Environment attributes grant a user certain access rights to an Item based on specific circumstances such as the geographical location or the time an access request is made. For example, if the user makes the request outside of work hours, the request is denied. If the same user makes the same request during work hours, their request is accepted.

To create Environment Attributes in Aras Innovator:

1. Click Administration --> Access Control --> Environment Attributes in the TOC. The menu shown in figure 16 appears.

Figure 16.

2. Click Create New Environment Attribute. A blank Environment Attribute dialog appears.

Figure 17.

3. Enter the appropriate information in the Name, Description, Type, and Get Value Method fields.

Figure 18.

4. Click to save and unclaim the attribute.
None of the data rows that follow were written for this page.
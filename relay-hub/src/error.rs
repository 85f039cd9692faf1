//! HTTP surface errors.

use axum::{
    Json,
    http::StatusCode,
    response::{IntoResponse, Response},
};
use serde::Serialize;
use thiserror::Error;

/// Errors returned by the HTTP/WebSocket acceptance surface.
#[derive(Debug, Error)]
pub enum ApiError {
    /// The session ceiling is reached; the upgrade is refused.
    #[error("connection capacity exhausted")]
    CapacityExhausted,

    /// The hub is shutting down; no new sessions are accepted.
    #[error("hub is shutting down")]
    ShuttingDown,

    /// Internal server error.
    #[error("internal error: {0}")]
    Internal(String),
}

impl ApiError {
    /// Returns the HTTP status code for this error.
    #[must_use]
    pub const fn status_code(&self) -> StatusCode {
        match self {
            Self::CapacityExhausted | Self::ShuttingDown => StatusCode::SERVICE_UNAVAILABLE,
            Self::Internal(_) => StatusCode::INTERNAL_SERVER_ERROR,
        }
    }

    /// Returns the error code string.
    #[must_use]
    pub const fn error_code(&self) -> &'static str {
        match self {
            Self::CapacityExhausted => "CAPACITY_EXHAUSTED",
            Self::ShuttingDown => "SHUTTING_DOWN",
            Self::Internal(_) => "INTERNAL_ERROR",
        }
    }
}

/// Error response body.
#[derive(Debug, Serialize)]
pub struct ErrorResponse {
    /// Error status
    pub status: &'static str,
    /// Error code
    pub code: &'static str,
    /// Error message
    pub message: String,
}

impl IntoResponse for ApiError {
    fn into_response(self) -> Response {
        let status = self.status_code();
        let body = ErrorResponse {
            status: "error",
            code: self.error_code(),
            message: self.to_string(),
        };

        (status, Json(body)).into_response()
    }
}
//! # Relay Core
//!
//! Wire types shared by the Relay message hub and its clients.
//!
//! This crate defines:
//! - The [`Envelope`] exchanged on the wire in both directions
//! - The [`MessageType`] vocabulary used to select dispatch behavior
//! - The [`RelayError`] hierarchy used across the hub
//!
//! The crate is deliberately free of I/O so that the wire contract can be
//! depended on by clients, tools, and tests without pulling in the hub
//! runtime.

#![warn(missing_docs)]
#![warn(clippy::all)]
#![warn(clippy::pedantic)]
#![allow(clippy::missing_errors_doc)]

pub mod envelope;
pub mod error;
pub mod types;

pub use envelope::Envelope;
pub use error::{RelayError, Result};
pub use types::MessageType;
Each attribute has a unique Name, Type, and custom method (specified in the “Get Value Method” property) that is called by Aras Innovator to get the attribute value for each request to Aras Innovator. The supported data types for Environment Attributes are Boolean, String, and Integer. The environment attribute values are considered when calculating MAC Policy conditions for determining if an access request should be granted if the conditions use the environment security attribute. An environment security attribute with the name <attr_name> is referenced in a MAC Condition as ‘$<attr_name>’.

See Section Sample Environment Attribute Method for an example of a method that can be specified in the Get Value Method field.